■ **Problem to solve**:
Using the records below, filter for lines that contain the string "PipelineBuilder" and copy them out.
○ ○ ○ ○
//! Fixed set of output buffers owned by a decoder device
//!
//! A buffer lent to the completion callback stays unavailable until the
//! callback hands it back with [`OutputPool::return_output`]. When every
//! buffer is out, the device worker waits.

use super::BufferId;
use log::warn;
use parking_lot::{Condvar, Mutex};

/// An output buffer checked out of the pool
#[derive(Debug)]
pub struct OutputBuffer {
    /// Slot index
    pub id: BufferId,

    /// Backing storage
    pub data: Vec<u8>,
}

#[derive(Debug)]
struct Slot {
    storage: Option<Vec<u8>>,
    lent: bool,
}

#[derive(Debug)]
struct PoolState {
    slots: Vec<Slot>,
    closed: bool,
}

/// Output buffer pool shared between a device worker and its callback
#[derive(Debug)]
pub struct OutputPool {
    state: Mutex<PoolState>,
    available: Condvar,
}

impl OutputPool {
    /// Create a pool of `count` empty buffers
    pub fn new(count: usize) -> Self {
        let slots = (0..count)
            .map(|_| Slot {
                storage: Some(Vec::new()),
                lent: false,
            })
            .collect();

        Self {
            state: Mutex::new(PoolState { slots, closed: false }),
            available: Condvar::new(),
        }
    }

    /// Block until a buffer is free and take it.
    ///
    /// Returns `None` once the pool is closed.
    pub fn checkout(&self) -> Option<OutputBuffer> {
        let mut state = self.state.lock();
        loop {
            if state.closed {
                return None;
            }

            let free = state
                .slots
                .iter()
                .position(|slot| !slot.lent && slot.storage.is_some());

            if let Some(id) = free {
                let slot = &mut state.slots[id];
                slot.lent = true;
                let data = slot.storage.take().unwrap_or_default();
                return Some(OutputBuffer { id, data });
            }

            self.available.wait(&mut state);
        }
    }

    /// Put a buffer's storage back after the callback ran.
    pub fn restore(&self, buffer: OutputBuffer) {
        let mut state = self.state.lock();
        if let Some(slot) = state.slots.get_mut(buffer.id) {
            slot.storage = Some(buffer.data);
        }
        drop(state);
        self.available.notify_one();
    }

    /// Mark a lent buffer as free for the device again
    pub fn return_output(&self, id: BufferId) {
        let mut state = self.state.lock();
        match state.slots.get_mut(id) {
            Some(slot) if slot.lent => slot.lent = false,
            _ => {
                warn!("Output buffer {} returned but was not lent", id);
                return;
            }
        }
        drop(state);
        self.available.notify_one();
    }

    /// Buffers currently available to the device
    pub fn free_count(&self) -> usize {
        self.state
            .lock()
            .slots
            .iter()
            .filter(|slot| !slot.lent && slot.storage.is_some())
            .count()
    }

    /// Wake waiters and refuse further checkouts
    pub fn close(&self) {
        self.state.lock().closed = true;
        self.available.notify_all();
    }
}
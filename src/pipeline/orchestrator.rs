//! Pipeline orchestrator
//!
//! Builds a fresh [`PipelineContext`], opens the decoder session with the
//! completion stage as its callback, starts the source, submission and
//! sink threads, and waits until the sink has consumed the sentinel or the
//! run has been aborted. Every thread is joined and the session destroyed
//! before `run` returns, whichever way the run ended.

use super::completion::CompletionStage;
use super::context::{PipelineContext, PipelineProgress, RunReport};
use super::sink::SinkStage;
use super::source::SourceStage;
use super::submission::SubmissionStage;
use crate::decoder::{create_backend, DecoderBackend, SessionParams, StreamInfoExtractor};
use crate::demux::{create_reformatter, BitstreamReformatter, PacketSource};
use crate::internal_error;
use crate::utils::config::{DecoderConfig, PipelineConfig};
use crate::utils::error::{PipelineError, Result};
use crate::utils::format_bytes;
use log::{debug, info};
use std::io::Write;
use std::sync::Arc;
use std::thread;

/// Builder for a single pipeline run
pub struct PipelineBuilder {
    config: PipelineConfig,
    decoder_config: DecoderConfig,
    source: Option<Box<dyn PacketSource>>,
    reformatter: Option<Box<dyn BitstreamReformatter>>,
    backend: Option<Box<dyn DecoderBackend>>,
    output: Option<Box<dyn Write + Send>>,
}

impl Default for PipelineBuilder {
    fn default() -> Self {
        Self::new()
    }
}

impl PipelineBuilder {
    /// Create a builder with default settings
    pub fn new() -> Self {
        Self {
            config: PipelineConfig::default(),
            decoder_config: DecoderConfig::default(),
            source: None,
            reformatter: None,
            backend: None,
            output: None,
        }
    }

    /// Set queue and permit configuration
    pub fn with_config(mut self, config: PipelineConfig) -> Self {
        self.config = config;
        self
    }

    /// Set decoder session configuration
    pub fn with_decoder_config(mut self, config: DecoderConfig) -> Self {
        self.decoder_config = config;
        self
    }

    /// Set the packet source
    pub fn with_source(mut self, source: Box<dyn PacketSource>) -> Self {
        self.source = Some(source);
        self
    }

    /// Override the reformatter chosen from the stream's codec and tag
    pub fn with_reformatter(mut self, reformatter: Box<dyn BitstreamReformatter>) -> Self {
        self.reformatter = Some(reformatter);
        self
    }

    /// Override the backend named by the decoder configuration
    pub fn with_backend(mut self, backend: Box<dyn DecoderBackend>) -> Self {
        self.backend = Some(backend);
        self
    }

    /// Set the destination for decoded frames
    pub fn with_output(mut self, output: Box<dyn Write + Send>) -> Self {
        self.output = Some(output);
        self
    }

    /// Validate the settings and resolve stream-dependent parts
    pub fn build(self) -> Result<Pipeline> {
        self.config.validate()?;
        self.decoder_config.validate()?;

        let source = self
            .source
            .ok_or_else(|| PipelineError::InvalidInput("no packet source".to_string()))?;
        let output = self
            .output
            .ok_or_else(|| PipelineError::InvalidInput("no output".to_string()))?;

        let stream = source.stream().clone();
        let extractor = StreamInfoExtractor::new();
        let role = extractor.decoder_role(&stream);

        let reformatter = match self.reformatter {
            Some(reformatter) => Some(reformatter),
            None => create_reformatter(extractor.reformat_kind(&stream), &stream)?,
        };
        let backend = match self.backend {
            Some(backend) => backend,
            None => create_backend(&self.decoder_config)?,
        };

        let session = SessionParams {
            device_node: self.decoder_config.device_node(),
            role,
            width: stream.width,
            height: stream.height,
            buffer_count: self.decoder_config.buffer_count,
            extradata: stream.extradata.clone(),
        };

        Ok(Pipeline {
            config: self.config,
            session,
            source,
            reformatter,
            backend,
            output,
        })
    }
}

/// One configured, not yet started run
pub struct Pipeline {
    config: PipelineConfig,
    session: SessionParams,
    source: Box<dyn PacketSource>,
    reformatter: Option<Box<dyn BitstreamReformatter>>,
    backend: Box<dyn DecoderBackend>,
    output: Box<dyn Write + Send>,
}

/// Aborts the run if a stage thread unwinds
struct PanicGuard {
    context: Arc<PipelineContext>,
    stage: &'static str,
}

impl Drop for PanicGuard {
    fn drop(&mut self) {
        if thread::panicking() {
            self.context
                .abort(internal_error!("{} stage panicked", self.stage));
        }
    }
}

fn spawn_stage<F>(
    name: &'static str,
    context: &Arc<PipelineContext>,
    stage: F,
) -> Result<thread::JoinHandle<()>>
where
    F: FnOnce() -> Result<()> + Send + 'static,
{
    let context = Arc::clone(context);
    thread::Builder::new()
        .name(format!("{}-stage", name))
        .spawn(move || {
            let _guard = PanicGuard {
                context: Arc::clone(&context),
                stage: name,
            };
            if let Err(e) = stage() {
                context.abort(e);
            }
        })
        .map_err(|e| internal_error!("spawning {} stage: {}", name, e))
}

impl Pipeline {
    /// Session parameters the decoder will be opened with
    pub fn session_params(&self) -> &SessionParams {
        &self.session
    }

    /// Run to completion.
    ///
    /// Returns the final report once the sentinel has reached the sink, or
    /// the first fatal error after every thread has stopped.
    pub fn run(self) -> Result<RunReport> {
        let context = PipelineContext::new(&self.config);
        let handler = Arc::new(CompletionStage::new(
            Arc::clone(&context),
            self.config.verify_completion_order,
        ));

        let decoder = self.backend.create_session(&self.session, handler)?;
        if self.config.hardware_buffer_slots < decoder.min_in_flight() {
            return Err(PipelineError::Config(format!(
                "{} needs at least {} hardware buffer slots, {} configured",
                decoder.name(),
                decoder.min_in_flight(),
                self.config.hardware_buffer_slots
            )));
        }
        info!(
            "Starting pipeline on {} (input cache {}, output cache {}, hardware slots {})",
            decoder.name(),
            self.config.input_cache_frames,
            self.config.output_cache_frames,
            self.config.hardware_buffer_slots
        );

        let source = SourceStage::new(Arc::clone(&context), self.source, self.reformatter);
        let submission = SubmissionStage::new(Arc::clone(&context), Arc::clone(&decoder), &self.config);
        let sink = SinkStage::new(Arc::clone(&context), self.output);

        let stages: [(&'static str, Box<dyn FnOnce() -> Result<()> + Send>); 3] = [
            ("source", Box::new(move || source.run())),
            ("submit", Box::new(move || submission.run())),
            ("sink", Box::new(move || sink.run())),
        ];
        let mut handles = Vec::with_capacity(stages.len());
        for (name, stage) in stages {
            match spawn_stage(name, &context, stage) {
                Ok(handle) => handles.push(handle),
                Err(e) => {
                    context.abort(e);
                    break;
                }
            }
        }

        wait_for_completion(&context, &self.config);

        for handle in handles {
            if handle.join().is_err() {
                debug!("Stage thread panicked");
            }
        }
        drop(decoder);

        if let Some(err) = context.take_failure() {
            return Err(err);
        }

        let report = context.report();
        info!(
            "Pipeline finished: {} loaded, {} dropped, {} submitted, {} decoded, {} written ({})",
            report.loaded,
            report.dropped,
            report.submitted,
            report.decoded,
            report.written,
            format_bytes(report.written_bytes)
        );
        Ok(report)
    }
}

/// Poll until the sink finishes or the run is aborted
fn wait_for_completion(context: &PipelineContext, config: &PipelineConfig) {
    let interval = config.poll_interval();
    let log_every = u64::from(config.progress_log_every.max(1));
    let progress = &context.progress;

    let mut polls: u64 = 0;
    while !context.is_decode_completed() && !context.is_aborted() {
        thread::sleep(interval);
        polls += 1;
        if polls % log_every == 0 {
            info!(
                "Waiting for decoding callback: loaded {}, submitted {}, decoded {}",
                PipelineProgress::get(&progress.loaded),
                PipelineProgress::get(&progress.submitted),
                PipelineProgress::get(&progress.decoded)
            );
        }
    }
}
○ ○ ○ ○
■ **Answer**:
pub struct PipelineBuilder {
impl Default for PipelineBuilder {
impl PipelineBuilder {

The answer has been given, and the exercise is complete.